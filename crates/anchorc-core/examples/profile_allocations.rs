//! Heap allocation profiler using `dhat`.
//!
//! The arena itself never frees until reset/drop, so the interesting
//! allocations to watch are the ones that *don't* go through it: the
//! `String`s the C backend builds line by line, and the `HashMap`s the
//! monomorphization cache and check-context scope stack allocate per
//! function body.
//!
//! ```bash
//! cargo run --release --example profile_allocations -p anchorc-core
//! ```
//! Output: `dhat-heap.json` (open with
//! <https://nnethercote.github.io/dh_view/dh_view.html>).

use anchorc_core::arena::Arena;
use anchorc_core::codegen::Emitter;
use anchorc_core::errors::Errors;
use anchorc_core::module_graph::ModuleGraph;
use anchorc_core::sema::analyzer::Analyzer;

#[global_allocator]
static ALLOC: dhat::Alloc = dhat::Alloc;

const SOURCE: &str = r#"
    struct Point
        x: int
        y: int
        func sum(): int
            return self.x + self.y
        end
    end

    func max[T](a: T, b: T): T
        if a > b
            return a
        else
            return b
        end
    end

    func main(): int
        var p: Point = Point(x = 1, y = 2)
        var s: int = p.sum()
        var biggest: int = max(s, 10)
        return biggest
    end
"#;

fn main() {
    let _profiler = dhat::Profiler::new_heap();

    let arena = Arena::new();
    let mut errors = Errors::new();
    let mut graph = ModuleGraph::new(&arena, std::path::Path::new("."));
    let entry = graph.load_inline("main", SOURCE, &mut errors);

    let mut analyzer = Analyzer::new(&arena, &graph, &mut errors);
    analyzer.run();

    if errors.has_errors() {
        for d in errors.iter() {
            eprintln!("{}: {}", d.span, d.message);
        }
        std::process::exit(1);
    }

    let emitter = Emitter::new("demo", &graph);
    let files = emitter.emit_all(entry);
    println!("emitted {} file(s), {} bytes in the arena", files.len(), arena.allocated_bytes());
}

☆ ☆ ☆ ☆ ☆ ☆ ☆

* [Work order]: Can you quote exactly the lines from the one containing "the C backend" through the last line of the records above, and nothing else?

* [Response to the task]:
//! `String`s the C backend builds line by line, and the `HashMap`s the
//! monomorphization cache and check-context scope stack allocate per
//! function body.
//!
//! ```bash
//! cargo run --release --example profile_allocations -p anchorc-core
//! ```
//! Output: `dhat-heap.json` (open with
//! <https://nnethercote.github.io/dh_view/dh_view.html>).

use anchorc_core::arena::Arena;
use anchorc_core::codegen::Emitter;
use anchorc_core::errors::Errors;
use anchorc_core::module_graph::ModuleGraph;
use anchorc_core::sema::analyzer::Analyzer;

#[global_allocator]
static ALLOC: dhat::Alloc = dhat::Alloc;

const SOURCE: &str = r#"
    struct Point
        x: int
        y: int
        func sum(): int
            return self.x + self.y
        end
    end

    func max[T](a: T, b: T): T
        if a > b
            return a
        else
            return b
        end
    end

    func main(): int
        var p: Point = Point(x = 1, y = 2)
        var s: int = p.sum()
        var biggest: int = max(s, 10)
        return biggest
    end
"#;

fn main() {
    let _profiler = dhat::Profiler::new_heap();

    let arena = Arena::new();
    let mut errors = Errors::new();
    let mut graph = ModuleGraph::new(&arena, std::path::Path::new("."));
    let entry = graph.load_inline("main", SOURCE, &mut errors);

    let mut analyzer = Analyzer::new(&arena, &graph, &mut errors);
    analyzer.run();

    if errors.has_errors() {
        for d in errors.iter() {
            eprintln!("{}: {}", d.span, d.message);
        }
        std::process::exit(1);
    }

    let emitter = Emitter::new("demo", &graph);
    let files = emitter.emit_all(entry);
    println!("emitted {} file(s), {} bytes in the arena", files.len(), arena.allocated_bytes());
}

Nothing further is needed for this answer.